LUCIANA VETTOREL GHIDINI
"Verso l'infinito"
a cura di Roberta Gubitosi

6 giugno – 31 agosto 2020
Relais Monaco Country Hotel & Spa
Negli spazi del Relais Monaco Country Hotel & Spa si sviluppa il percorso espositivo "Verso l'infinito" che vede protagoniste le opere di Luciana Vettorel Ghidini.
La produzione artistica di Luciana Vettorel Ghidini nasce da molti anni di sperimentazione, in cui il percepire profondo dell’esistenza si fonde con la ricerca dell’infinito e dell’ignoto. Principio originario del suo agire è la stretta relazione emotiva che lega il vissuto personale alla memoria collettiva e alla storia.
Osservando l’insieme dei suoi lavori, sorprende il percorso che si sviluppa, dalla lirica poetica degli oggetti quotidiani, intrisi di sensazioni e di ricordi, alle opere recenti in cui l’espressione artistica si eleva verso una dimensione “spirituale”. Così lo scorrere della memoria è scandito da orologi surreali e fluttuanti che proiettano l’osservatore in una percezione emotiva e simbolica del tempo, mentre classiche anfore e primitive ciotole divengono presenze cariche di significati, in cui la sintesi di pieno e di vuoto a volte rievoca il grembo materno e il principio della creazione.
Il desiderio di esplorare e di andare a ritroso nella memoria emerge anche dalle immaginarie cattedrali, emblematici monumenti e pilastri di una storia che accomuna l’umanità dalla quale elevarsi ulteriormente alla ricerca di “nuove terre” in continua tensione verso l’infinito.
Le serie degli Astri, delle Scie e delle Tracce luminose infatti esprimono chiaramente il tema simbolico del viaggio esistenziale dell’uomo alla ricerca delle comuni origini che si perdono nella storia fino all’infinito movimento cosmico. Qualsiasi figurazione scompare lasciando spazio a un particolare sentimento “religioso” che coglie l’essenza spirituale della vita e dell’esistere attraverso fasci di luce e sfere radianti. Sono le tracce luminose del più profondo sentire di Luciana Vettorel Ghidini che ormai si espande liberamente nel tempo e nello spazio.

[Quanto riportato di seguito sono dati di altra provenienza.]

//! Bagging and random-forest ensembles with parallel replicate training.

use rand::Rng;
use rand::SeedableRng;
use rand_chacha::ChaCha8Rng;
use rayon::iter::{
    IndexedParallelIterator, IntoParallelIterator, IntoParallelRefIterator, ParallelIterator,
};
use tracing::{debug, info, instrument, warn};

use crate::config::{EnsembleConfig, MaxFeatures};
use crate::dataset::Dataset;
use crate::error::TreeError;
use crate::tree::BranchTable;

/// Outcome of one bootstrap replicate.
#[derive(Debug, Clone, serde::Serialize, serde::Deserialize)]
pub enum Replicate {
    /// A tree was grown on the replicate's bootstrap sample.
    Fitted(BranchTable),
    /// The replicate could not be built; it contributes nothing to predictions.
    Failed {
        /// Description of the build failure.
        reason: String,
    },
}

impl Replicate {
    /// Return the fitted tree, if the replicate succeeded.
    #[must_use]
    pub fn tree(&self) -> Option<&BranchTable> {
        match self {
            Replicate::Fitted(tree) => Some(tree),
            Replicate::Failed { .. } => None,
        }
    }
}

/// A fitted ensemble: one slot per bootstrap replicate, in replicate order.
#[derive(Debug, Clone, serde::Serialize, serde::Deserialize)]
pub struct Ensemble {
    pub(crate) replicates: Vec<Replicate>,
    pub(crate) feature_names: Vec<String>,
    pub(crate) max_features: MaxFeatures,
}

/// Averaged ensemble predictions for a batch of rows.
#[derive(Debug, Clone)]
pub struct EnsemblePrediction {
    scores: Vec<Option<f64>>,
    n_contributions: Vec<usize>,
    replicate_columns: Vec<Option<Vec<f64>>>,
}

impl EnsemblePrediction {
    /// Per-row mean of the non-missing replicate predictions.
    ///
    /// `None` marks a row no replicate contributed to.
    #[must_use]
    pub fn scores(&self) -> &[Option<f64>] {
        &self.scores
    }

    /// Per-row count of contributing replicates.
    #[must_use]
    pub fn n_contributions(&self) -> &[usize] {
        &self.n_contributions
    }

    /// Per-replicate prediction columns; `None` for a missing replicate.
    #[must_use]
    pub fn replicate_columns(&self) -> &[Option<Vec<f64>>] {
        &self.replicate_columns
    }

    /// Indices of replicates whose predictions are missing.
    #[must_use]
    pub fn failed_replicates(&self) -> Vec<usize> {
        self.replicate_columns
            .iter()
            .enumerate()
            .filter(|(_, c)| c.is_none())
            .map(|(i, _)| i)
            .collect()
    }

    /// Return the scores, failing on the first undefined row.
    ///
    /// # Errors
    ///
    /// Returns [`TreeError::UndefinedPrediction`] for the first row with no contribution.
    pub fn defined_scores(&self) -> Result<Vec<f64>, TreeError> {
        self.scores
            .iter()
            .enumerate()
            .map(|(row, s)| s.ok_or(TreeError::UndefinedPrediction { row }))
            .collect()
    }
}

/// Draw `n` row indices uniformly with replacement.
pub(crate) fn bootstrap_indices(n: usize, rng: &mut impl Rng) -> Vec<usize> {
    (0..n).map(|_| rng.gen_range(0..n)).collect()
}

/// Train the ensemble.
#[instrument(skip_all, fields(n_trees = config.n_trees, n_observations = train.n_observations()))]
pub(crate) fn train(config: &EnsembleConfig, train: &Dataset) -> Result<Ensemble, TreeError> {
    let n_features = train.n_features();
    let max_features = config.max_features.resolve(n_features)?;
    let tree_config = config
        .tree_config()
        .with_max_features(Some(max_features));
    tree_config.validate(n_features)?;

    let n_observations = train.n_observations();
    info!(
        n_trees = config.n_trees,
        n_observations,
        n_features,
        max_features,
        "training ensemble"
    );

    // Replicate i's seed is the i-th draw, independent of n_trees.
    let mut master_rng = ChaCha8Rng::seed_from_u64(config.seed);
    let seeds: Vec<u64> = (0..config.n_trees).map(|_| master_rng.r#gen()).collect();

    let replicates: Vec<Replicate> = seeds
        .into_par_iter()
        .enumerate()
        .map(|(replicate, seed)| {
            let mut rng = ChaCha8Rng::seed_from_u64(seed);
            let sample = train.subset(&bootstrap_indices(n_observations, &mut rng));
            match tree_config.grow(&sample, max_features, &mut rng) {
                Ok(tree) => Replicate::Fitted(tree),
                Err(e) => {
                    let failure = TreeError::ReplicateFailure {
                        replicate,
                        reason: e.to_string(),
                    };
                    warn!(error = %failure, "replicate dropped");
                    Replicate::Failed {
                        reason: e.to_string(),
                    }
                }
            }
        })
        .collect();

    let n_failed = replicates.iter().filter(|r| r.tree().is_none()).count();
    info!(n_failed, "ensemble training complete");

    Ok(Ensemble {
        replicates,
        feature_names: train.feature_names().to_vec(),
        max_features: config.max_features,
    })
}

impl Ensemble {
    /// Average replicate predictions for each row.
    ///
    /// A replicate that failed to build, or whose prediction fails, is missing
    /// for every row and excluded from the averages.
    ///
    /// # Errors
    ///
    /// Returns [`TreeError::PredictionFeatureMismatch`] if any row has the wrong arity.
    pub fn predict_many(&self, rows: &[Vec<f64>]) -> Result<EnsemblePrediction, TreeError> {
        let n_features = self.feature_names.len();
        if let Some(bad) = rows.iter().find(|r| r.len() != n_features) {
            return Err(TreeError::PredictionFeatureMismatch {
                expected: n_features,
                got: bad.len(),
            });
        }

        let replicate_columns: Vec<Option<Vec<f64>>> = self
            .replicates
            .par_iter()
            .enumerate()
            .map(|(replicate, r)| {
                let tree = r.tree()?;
                match tree.predict_many(rows) {
                    Ok(column) => Some(column),
                    Err(e) => {
                        warn!(replicate, error = %e, "replicate prediction dropped");
                        None
                    }
                }
            })
            .collect();

        let mut sums = vec![0.0f64; rows.len()];
        let mut n_contributions = vec![0usize; rows.len()];
        for column in replicate_columns.iter().flatten() {
            for (row, &p) in column.iter().enumerate() {
                sums[row] += p;
                n_contributions[row] += 1;
            }
        }
        let scores = sums
            .iter()
            .zip(&n_contributions)
            .map(|(&s, &n)| (n > 0).then(|| s / n as f64))
            .collect();

        debug!(n_rows = rows.len(), "ensemble prediction complete");

        Ok(EnsemblePrediction {
            scores,
            n_contributions,
            replicate_columns,
        })
    }

    /// Predict every observation of a dataset.
    ///
    /// # Errors
    ///
    /// Same as [`Ensemble::predict_many`].
    pub fn predict_dataset(&self, dataset: &Dataset) -> Result<EnsemblePrediction, TreeError> {
        self.predict_many(&dataset.rows())
    }

    /// Return the replicate slots in replicate order.
    #[must_use]
    pub fn replicates(&self) -> &[Replicate] {
        &self.replicates
    }

    /// Return the number of replicates, fitted or failed.
    #[must_use]
    pub fn n_trees(&self) -> usize {
        self.replicates.len()
    }

    /// Return the number of replicates that failed to build.
    #[must_use]
    pub fn n_failed(&self) -> usize {
        self.replicates.iter().filter(|r| r.tree().is_none()).count()
    }

    /// Return the feature names of the training schema.
    #[must_use]
    pub fn feature_names(&self) -> &[String] {
        &self.feature_names
    }

    /// Return the per-branch feature strategy used at training time.
    #[must_use]
    pub fn max_features(&self) -> MaxFeatures {
        self.max_features
    }
}

/// Bagging: fit `n_trees` full-feature trees on bootstrap samples of `train`
/// and average their predictions over `test_rows`.
///
/// # Errors
///
/// Configuration errors of [`EnsembleConfig`] and arity errors of [`Ensemble::predict_many`].
pub fn bag(
    train: &Dataset,
    test_rows: &[Vec<f64>],
    n_trees: usize,
    max_depth: usize,
    gini_threshold: f64,
    min_observations: usize,
) -> Result<EnsemblePrediction, TreeError> {
    EnsembleConfig::bagging(n_trees)?
        .with_max_depth(max_depth)
        .with_gini_threshold(gini_threshold)
        .with_min_observations(min_observations)
        .fit_predict(train, test_rows)
}

/// Random forest: as [`bag`], but each branch searches `m_features` randomly
/// drawn features (`None` = `max(2, ceil(sqrt(n_features)))`).
///
/// # Errors
///
/// Configuration errors of [`EnsembleConfig`] and arity errors of [`Ensemble::predict_many`].
pub fn random_forest(
    train: &Dataset,
    test_rows: &[Vec<f64>],
    n_trees: usize,
    max_depth: usize,
    gini_threshold: f64,
    min_observations: usize,
    m_features: Option<usize>,
) -> Result<EnsemblePrediction, TreeError> {
    let max_features = m_features.map_or(MaxFeatures::SqrtAtLeastTwo, MaxFeatures::Fixed);
    EnsembleConfig::random_forest(n_trees)?
        .with_max_features(max_features)
        .with_max_depth(max_depth)
        .with_gini_threshold(gini_threshold)
        .with_min_observations(min_observations)
        .fit_predict(train, test_rows)
}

Tale percorso prende forma attraverso la carta, supporto vivo capace di veicolare i simboli e l’immaginario dell’artista. La materia, derivata dalla lavorazione della fibra di canapa, dei fiocchi di cotone o della corteccia di gelso, viene sublimata dal colore, dai cristalli di quarzo, dalle murrine, dai vetri e dalla polvere d’oro. L’artista crea una superficie materica, dagli spessori brillanti, in cui gli elementi vetrosi dialogano con gli impasti grezzi e grumosi della carta generando una preziosità, emblema di una luce “astratta”, quasi spirituale, memore dei lontani mosaici veneziani e bizantini.